(Data in this exercise Opens)

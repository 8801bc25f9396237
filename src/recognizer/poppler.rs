//! poppler-utils 連携（pdftotext / pdftoppm）

use super::types::{PageWords, Rect, RenderedPage, WordBox};
use super::{run_program, PageRenderer, TextLayerSource};
use crate::error::EngineError;
use std::ffi::OsStr;
use std::path::Path;

/// `pdftotext -bbox` によるテキストレイヤー抽出
pub struct Pdftotext {
    program: String,
}

impl Pdftotext {
    pub fn new(program: impl Into<String>) -> Self {
        Self { program: program.into() }
    }
}

impl TextLayerSource for Pdftotext {
    fn extract_words(&self, pdf: &Path) -> Result<Vec<PageWords>, EngineError> {
        let stdout = run_program(
            &self.program,
            &[OsStr::new("-bbox"), pdf.as_os_str(), OsStr::new("-")],
        )?;
        Ok(parse_bbox_words(&String::from_utf8_lossy(&stdout)))
    }

    fn name(&self) -> &str {
        "pdftotext"
    }
}

/// `pdftotext -bbox` のXHTML出力を解析
///
/// ページは出現順に1から番号を振る。
pub fn parse_bbox_words(xml: &str) -> Vec<PageWords> {
    let mut pages = Vec::new();
    let mut current: Option<PageWords> = None;

    for raw in xml.lines() {
        let line = raw.trim();

        if line.starts_with("<page ") {
            if let Some(page) = current.take() {
                pages.push(page);
            }
            current = Some(PageWords {
                page: pages.len() as u32 + 1,
                width: parse_attr_f64(line, "width").unwrap_or(0.0),
                height: parse_attr_f64(line, "height").unwrap_or(0.0),
                words: Vec::new(),
            });
            continue;
        }

        if line.starts_with("<word ") {
            let Some(page) = current.as_mut() else { continue };
            let (Some(text), Some(rect)) = (parse_word_text(line), parse_word_rect(line)) else {
                continue;
            };
            let text = decode_xml_entities(&text).trim().to_string();
            if !text.is_empty() {
                page.words.push(WordBox { text, rect, confidence: None });
            }
            continue;
        }

        if line.starts_with("</page>") {
            if let Some(page) = current.take() {
                pages.push(page);
            }
        }
    }

    if let Some(page) = current.take() {
        pages.push(page);
    }

    pages
}

fn parse_attr<'a>(tag: &'a str, name: &str) -> Option<&'a str> {
    let needle = format!(" {}=\"", name);
    let start = tag.find(&needle)? + needle.len();
    let rest = &tag[start..];
    let end = rest.find('"')?;
    Some(&rest[..end])
}

fn parse_attr_f64(tag: &str, name: &str) -> Option<f64> {
    parse_attr(tag, name)?.parse().ok()
}

fn parse_word_rect(tag: &str) -> Option<Rect> {
    Some(Rect::new(
        parse_attr_f64(tag, "xMin")?,
        parse_attr_f64(tag, "yMin")?,
        parse_attr_f64(tag, "xMax")?,
        parse_attr_f64(tag, "yMax")?,
    ))
}

fn parse_word_text(tag: &str) -> Option<String> {
    let start = tag.find('>')? + 1;
    let end = tag.rfind("</word>")?;
    (start <= end).then(|| tag[start..end].to_string())
}

fn decode_xml_entities(s: &str) -> String {
    s.replace("&lt;", "<")
        .replace("&gt;", ">")
        .replace("&quot;", "\"")
        .replace("&apos;", "'")
        .replace("&#39;", "'")
        .replace("&amp;", "&")
}

/// `pdftoppm` による1ページのラスタライズ
pub struct Pdftoppm {
    program: String,
}

impl Pdftoppm {
    pub fn new(program: impl Into<String>) -> Self {
        Self { program: program.into() }
    }
}

impl PageRenderer for Pdftoppm {
    fn render_page(
        &self,
        pdf: &Path,
        page: u32,
        dpi: u32,
        workdir: &Path,
    ) -> Result<RenderedPage, EngineError> {
        let prefix = workdir.join(format!("page-{}", page));
        let dpi = dpi.to_string();
        let page_arg = page.to_string();

        run_program(
            &self.program,
            &[
                OsStr::new("-r"),
                OsStr::new(&dpi),
                OsStr::new("-f"),
                OsStr::new(&page_arg),
                OsStr::new("-l"),
                OsStr::new(&page_arg),
                OsStr::new("-png"),
                OsStr::new("-singlefile"),
                pdf.as_os_str(),
                prefix.as_os_str(),
            ],
        )?;

        let image = prefix.with_extension("png");
        let (width, height) = image::image_dimensions(&image)
            .map_err(|e| EngineError::Parse(format!("{}: {}", image.display(), e)))?;

        Ok(RenderedPage { image, width, height })
    }
}

#[cfg(test)]
mod tests {
    use super::*;

    const BBOX_XML: &str = r#"<!DOCTYPE html>
<html xmlns="http://www.w3.org/1999/xhtml">
<body>
<doc>
  <page width="612.000000" height="792.000000">
    <word xMin="56.800000" yMin="57.100000" xMax="80.200000" yMax="69.100000">Part</word>
    <word xMin="82.000000" yMin="57.100000" xMax="140.500000" yMax="69.100000">KE&amp;104</word>
  </page>
  <page width="595.000000" height="842.000000">
  </page>
</doc>
</body>
</html>"#;

    #[test]
    fn test_parse_bbox_words() {
        let pages = parse_bbox_words(BBOX_XML);
        assert_eq!(pages.len(), 2);

        assert_eq!(pages[0].page, 1);
        assert_eq!(pages[0].width, 612.0);
        assert_eq!(pages[0].words.len(), 2);
        assert_eq!(pages[0].words[1].text, "KE&104");
        assert_eq!(pages[0].words[0].rect, Rect::new(56.8, 57.1, 80.2, 69.1));

        assert_eq!(pages[1].page, 2);
        assert_eq!(pages[1].height, 842.0);
        assert!(pages[1].words.is_empty());
    }

    #[test]
    fn test_parse_attr_requires_exact_name() {
        let tag = r#"<word xMin="1" yMin="2" xMax="3" yMax="4">a</word>"#;
        assert_eq!(parse_attr(tag, "Min"), None);
        assert_eq!(parse_attr(tag, "yMax"), Some("4"));
    }

    #[test]
    fn test_missing_program_is_not_found() {
        let pdftotext = Pdftotext::new("fai-coc-no-such-program");
        let result = pdftotext.extract_words(Path::new("missing.pdf"));
        assert!(matches!(result, Err(EngineError::NotFound { .. })));
    }
}
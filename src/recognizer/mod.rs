//! 文字認識フォールバックモジュール
//!
//! ページごとにネイティブテキストの有無を判定し、無い（または強制指定の）
//! ページだけを pdftoppm でラスタライズして tesseract にかける。
//!
//! - 1ページの認識失敗は記録してそのページを「テキストなし」扱いにし、次へ進む
//! - 全滅した場合のみ文書単位のエラー（`DocumentError::RecognitionFailed`）

pub mod poppler;
pub mod tesseract;
pub mod types;

pub use poppler::{Pdftoppm, Pdftotext};
pub use tesseract::Tesseract;
pub use types::{
    PageFailure, PageGeometry, PageText, PageWords, RecognitionIndex, Rect, RenderedPage,
    TextSource, WordBox,
};

use crate::config::Config;
use crate::error::{DocumentError, EngineError};
use std::ffi::OsStr;
use std::path::Path;
use std::process::Command;
use std::sync::Arc;

/// PDFのテキストレイヤー取得
pub trait TextLayerSource: Send + Sync {
    /// ページごとの単語と位置（左上原点、pt単位）
    fn extract_words(&self, pdf: &Path) -> Result<Vec<PageWords>, EngineError>;

    /// 診断用の名前
    fn name(&self) -> &str;
}

/// ページのラスタライズ
pub trait PageRenderer: Send + Sync {
    fn render_page(
        &self,
        pdf: &Path,
        page: u32,
        dpi: u32,
        workdir: &Path,
    ) -> Result<RenderedPage, EngineError>;
}

/// 画像の文字認識（座標は画像ピクセル）
pub trait RecognitionEngine: Send + Sync {
    fn recognize(&self, page: &RenderedPage) -> Result<Vec<WordBox>, EngineError>;
}

/// 外部エンジン一式
#[derive(Clone)]
pub struct Engines {
    pub text_layer: Arc<dyn TextLayerSource>,
    pub renderer: Arc<dyn PageRenderer>,
    pub recognizer: Arc<dyn RecognitionEngine>,
}

impl Engines {
    /// 設定に従ったシステムのCLIを使う
    pub fn system(config: &Config) -> Self {
        Self {
            text_layer: Arc::new(Pdftotext::new(&config.pdftotext_path)),
            renderer: Arc::new(Pdftoppm::new(&config.pdftoppm_path)),
            recognizer: Arc::new(Tesseract::new(&config.tesseract_path, &config.ocr_language)),
        }
    }
}

#[derive(Debug, Clone)]
pub struct RecognitionSettings {
    /// テキストの有無にかかわらず全ページを認識する
    pub force: bool,
    pub dpi: u32,
    pub min_native_chars: usize,
}

impl RecognitionSettings {
    pub fn from_config(config: &Config, force: bool) -> Self {
        Self {
            force,
            dpi: config.ocr_dpi,
            min_native_chars: config.min_native_chars,
        }
    }
}

/// 外部プログラムを実行して標準出力を返す
pub(crate) fn run_program(program: &str, args: &[&OsStr]) -> Result<Vec<u8>, EngineError> {
    let output = Command::new(program).args(args).output().map_err(|e| {
        if e.kind() == std::io::ErrorKind::NotFound {
            EngineError::NotFound { program: program.to_string() }
        } else {
            EngineError::Io(e)
        }
    })?;

    if !output.status.success() {
        return Err(EngineError::Failed {
            program: program.to_string(),
            code: output.status.code().unwrap_or(-1),
            stderr: String::from_utf8_lossy(&output.stderr).trim().to_string(),
        });
    }

    Ok(output.stdout)
}

/// プログラムが実行可能か
pub fn command_available(program: &str) -> bool {
    Command::new(program)
        .arg("-v")
        .output()
        .map(|o| o.status.success() || !o.stderr.is_empty())
        .unwrap_or(false)
}

/// 文書全ページの索引を作る
///
/// `geometry` はPDF側のページ一覧（ページ数と寸法の正）。
pub fn build_index(
    pdf: &Path,
    geometry: &[PageGeometry],
    engines: &Engines,
    settings: &RecognitionSettings,
) -> Result<RecognitionIndex, DocumentError> {
    let native = match engines.text_layer.extract_words(pdf) {
        Ok(pages) => pages,
        Err(e) => {
            tracing::warn!(
                file = %pdf.display(),
                backend = engines.text_layer.name(),
                "テキストレイヤーを取得できません: {}",
                e
            );
            Vec::new()
        }
    };

    // ページ画像の置き場（文書ごと、戻る時に削除）
    let workdir = tempfile::tempdir()?;
    let mut index = RecognitionIndex::default();
    let mut required = 0usize;

    for geom in geometry {
        let native_page = native.iter().find(|p| p.page == geom.page);
        let native_words = native_page.map(|p| p.words.clone()).unwrap_or_default();
        let native_chars = native_page.map(PageWords::char_count).unwrap_or(0);

        if !settings.force && native_chars >= settings.min_native_chars {
            index.pages.push(PageText {
                page: geom.page,
                source: TextSource::Native,
                words: native_words,
            });
            continue;
        }

        required += 1;
        match recognize_page(pdf, geom, engines, settings, workdir.path()) {
            Ok(words) => {
                tracing::debug!(file = %pdf.display(), page = geom.page, words = words.len(), "文字認識完了");
                index.pages.push(PageText {
                    page: geom.page,
                    source: TextSource::Recognized,
                    words,
                });
            }
            Err(e) => {
                tracing::warn!(file = %pdf.display(), page = geom.page, "文字認識に失敗: {}", e);
                index.failures.push(PageFailure {
                    page: geom.page,
                    reason: e.to_string(),
                });
                let source = if native_words.is_empty() {
                    TextSource::Unavailable
                } else {
                    TextSource::Native
                };
                index.pages.push(PageText {
                    page: geom.page,
                    source,
                    words: native_words,
                });
            }
        }
    }

    if required > 0 && index.failures.len() == required && index.word_count() == 0 {
        return Err(DocumentError::RecognitionFailed(pdf.to_path_buf()));
    }

    Ok(index)
}

fn recognize_page(
    pdf: &Path,
    geom: &PageGeometry,
    engines: &Engines,
    settings: &RecognitionSettings,
    workdir: &Path,
) -> Result<Vec<WordBox>, EngineError> {
    let rendered = engines
        .renderer
        .render_page(pdf, geom.page, settings.dpi, workdir)?;
    if rendered.width == 0 || rendered.height == 0 {
        return Err(EngineError::Parse(format!(
            "画像サイズが不正です: {}",
            rendered.image.display()
        )));
    }

    let sx = geom.width / rendered.width as f64;
    let sy = geom.height / rendered.height as f64;

    let words = engines
        .recognizer
        .recognize(&rendered)?
        .into_iter()
        .map(|w| WordBox {
            rect: w.rect.scale(sx, sy),
            ..w
        })
        .collect();

    Ok(words)
}
//! Export core modules shared by the CLI writers.

pub mod csv_core;
pub mod json_core;

#[cfg(feature = "excel")]
pub mod excel_core;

(Data in this exercise Closes)

What you have to do: Each line of the entries where the string "height" occurs should be shown.

Result for this exercise:
                height: parse_attr_f64(line, "height").unwrap_or(0.0),
        let (width, height) = image::image_dimensions(&image)
        Ok(RenderedPage { image, width, height })
  <page width="612.000000" height="792.000000">
  <page width="595.000000" height="842.000000">
        assert_eq!(pages[1].height, 842.0);
    if rendered.width == 0 || rendered.height == 0 {
    let sy = geom.height / rendered.height as f64;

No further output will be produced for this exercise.